Analysing and optimising kidney paired donation

This project falls within the EPSRC Operational Research research area. Operational Research has transformed the way many markets have been conducted. One such example is Kidney Paired Donation (KPD), a novel mechanism that facilitates kidney transplantations for patients suffering from end stage kidney disease. Patients with a willing but incompatible donor (e.g.a friend or family member) join a KPD market as a pair and exchange kidneys with other such pairs. KPD programmes have been established in many countries around the world, including South Korea, the US and the UK.

So far, KPD has already given thousands of patients a new chance at life. In addition, cost analysis conducted suggests that KPD programmes in the US alone could save at least $750 million yearly. Similar results can be expected in other countries with KPD programmes. Furthermore, research on KPD can benefit other areas of market theory and operational research, as kidney markets can be viewed as examples of barter markets where agents (patient-donor pairs) enter a market with the aim of swapping items (the incompatible kidney) for another item (a compatible kidney).

Initially, KPD programmes only allowed for two-way exchanges that were allocated ad-hoc on a greedy basis. Soon after, however, programmes started collaborating with researchers from computer science, economics and mathematics. As a result, a significant body of academic literature on KPD has emerged that utilises sophisticated mathematical modelling and optimisation techniques to determine desirable organ allocation procedures. The predominant approach among programmes today is to take snapshots of the market at regular time intervals. For each snapshot, integer linear programming techniques or graph-theoretical algorithms are used to determine optimal organ assignments, subject to optimality criteria defined by the programme in question. Nowadays, programmes commonly go beyond two-way exchanges, allowing multiple pairs to exchange kidneys in such a way that every pair that donates also receives an organ. In addition, some programmes also allow so-called altruistic donors to start off domino-chain donations.

The aim of this project is to pursue a novel approach to the KPD matching problem that promises to yield significantly better results. Instead of approaching the market as a series of snapshot or offline problems, Akbarpour, Li and Gharan in a working paper introduce a model that explicitly accounts for the fact that agents join and leave the market stochastically.
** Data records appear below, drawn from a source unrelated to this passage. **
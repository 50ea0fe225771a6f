//! Encoding detection and decoding of DSL source bytes.
//!
//! Sources carry a BOM, an explicit `#ENCODING` directive, or neither, in
//! which case UTF-16LE is assumed (the historical default for DSL files).

use byteorder::{BigEndian, ByteOrder, LittleEndian};
use encoding_rs::{UTF_16BE, UTF_16LE, WINDOWS_1250, WINDOWS_1251, WINDOWS_1252};

use super::error::{DslError, Result};
use super::models::DslEncoding;

/// Recognize a byte-order mark. Returns the encoding and the BOM length
/// in bytes. The UTF-32 marks are checked before the UTF-16 ones because
/// the UTF-32LE BOM starts with the UTF-16LE one.
pub fn detect_bom(data: &[u8]) -> Option<(DslEncoding, usize)> {
    if data.starts_with(&[0xff, 0xfe, 0x00, 0x00]) {
        Some((DslEncoding::Utf32LE, 4))
    } else if data.starts_with(&[0x00, 0x00, 0xfe, 0xff]) {
        Some((DslEncoding::Utf32BE, 4))
    } else if data.starts_with(&[0xff, 0xfe]) {
        Some((DslEncoding::Utf16LE, 2))
    } else if data.starts_with(&[0xfe, 0xff]) {
        Some((DslEncoding::Utf16BE, 2))
    } else if data.starts_with(&[0xef, 0xbb, 0xbf]) {
        Some((DslEncoding::Utf8, 3))
    } else {
        None
    }
}

/// Decode `bytes` under `encoding`, failing on any invalid sequence.
pub fn decode(bytes: &[u8], encoding: DslEncoding) -> Result<String> {
    match encoding {
        DslEncoding::Utf8 => decode_with(bytes, encoding_rs::UTF_8, "UTF-8"),
        DslEncoding::Utf16LE => decode_with(bytes, UTF_16LE, "UTF-16LE"),
        DslEncoding::Utf16BE => decode_with(bytes, UTF_16BE, "UTF-16BE"),
        DslEncoding::Windows1250 => decode_with(bytes, WINDOWS_1250, "WINDOWS-1250"),
        DslEncoding::Windows1251 => decode_with(bytes, WINDOWS_1251, "WINDOWS-1251"),
        DslEncoding::Windows1252 => decode_with(bytes, WINDOWS_1252, "WINDOWS-1252"),
        DslEncoding::Utf32LE => decode_utf32(bytes, false),
        DslEncoding::Utf32BE => decode_utf32(bytes, true),
    }
}

fn decode_with(
    bytes: &[u8],
    encoding: &'static encoding_rs::Encoding,
    name: &'static str,
) -> Result<String> {
    match encoding.decode_without_bom_handling_and_without_replacement(bytes) {
        Some(cow) => Ok(cow.into_owned()),
        None => Err(DslError::Encoding {
            encoding: name,
            offset: 0,
        }),
    }
}

// encoding_rs has no UTF-32 decoder, so the 4-byte units are read directly.
fn decode_utf32(bytes: &[u8], big_endian: bool) -> Result<String> {
    let name = if big_endian { "UTF-32BE" } else { "UTF-32LE" };
    if bytes.len() % 4 != 0 {
        return Err(DslError::Encoding {
            encoding: name,
            offset: bytes.len() & !3,
        });
    }
    let mut out = String::with_capacity(bytes.len() / 4);
    for (i, unit) in bytes.chunks_exact(4).enumerate() {
        let value = if big_endian {
            BigEndian::read_u32(unit)
        } else {
            LittleEndian::read_u32(unit)
        };
        match char::from_u32(value) {
            Some(c) => out.push(c),
            None => {
                return Err(DslError::Encoding {
                    encoding: name,
                    offset: i * 4,
                })
            }
        }
    }
    Ok(out)
}

/// Encode a line-feed / carriage-return pair in the given encoding's code
/// units, for locating line terminators in the raw byte stream.
pub fn encode_unit(c: u8, encoding: DslEncoding, out: &mut [u8; 4]) -> usize {
    match encoding {
        DslEncoding::Utf32LE => {
            out.copy_from_slice(&(c as u32).to_le_bytes());
            4
        }
        DslEncoding::Utf32BE => {
            out.copy_from_slice(&(c as u32).to_be_bytes());
            4
        }
        DslEncoding::Utf16LE => {
            out[0] = c;
            out[1] = 0;
            2
        }
        DslEncoding::Utf16BE => {
            out[0] = 0;
            out[1] = c;
            2
        }
        _ => {
            out[0] = c;
            1
        }
    }
}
In addition, they make the plausible assumption that the central market planner has short-term knowledge of when agents are about to depart. footnote{To the best of our knowledge, no other paper models KPD in this way.} Dynamic markets are inherently more complex to analyse than their static or offline counterparts, necessitating the use of various tools from probability theory to make the analysis of dynamic algorithms tractable. While the paper by Akbarpour et al.~makes a strong heuristic case in favour of adopting dynamic algorithms for KPD, treatment of such markets as a bona-fide dynamic problem is still in its infancy and much further work is needed to establish whether the current preliminary results translate to viable algorithms in practice. As part of a conclusive answer to these questions, we plan to implement a realistic market simulation that allows us directly compare the performance of various offline and dynamic algorithms when run on historical datasets that mimic the current market situation. In conclusion, we believe that a dynamic approach to KPD promises to develop improved organ allocation procedures that will save more lives and effect greater cost savings in healthcare.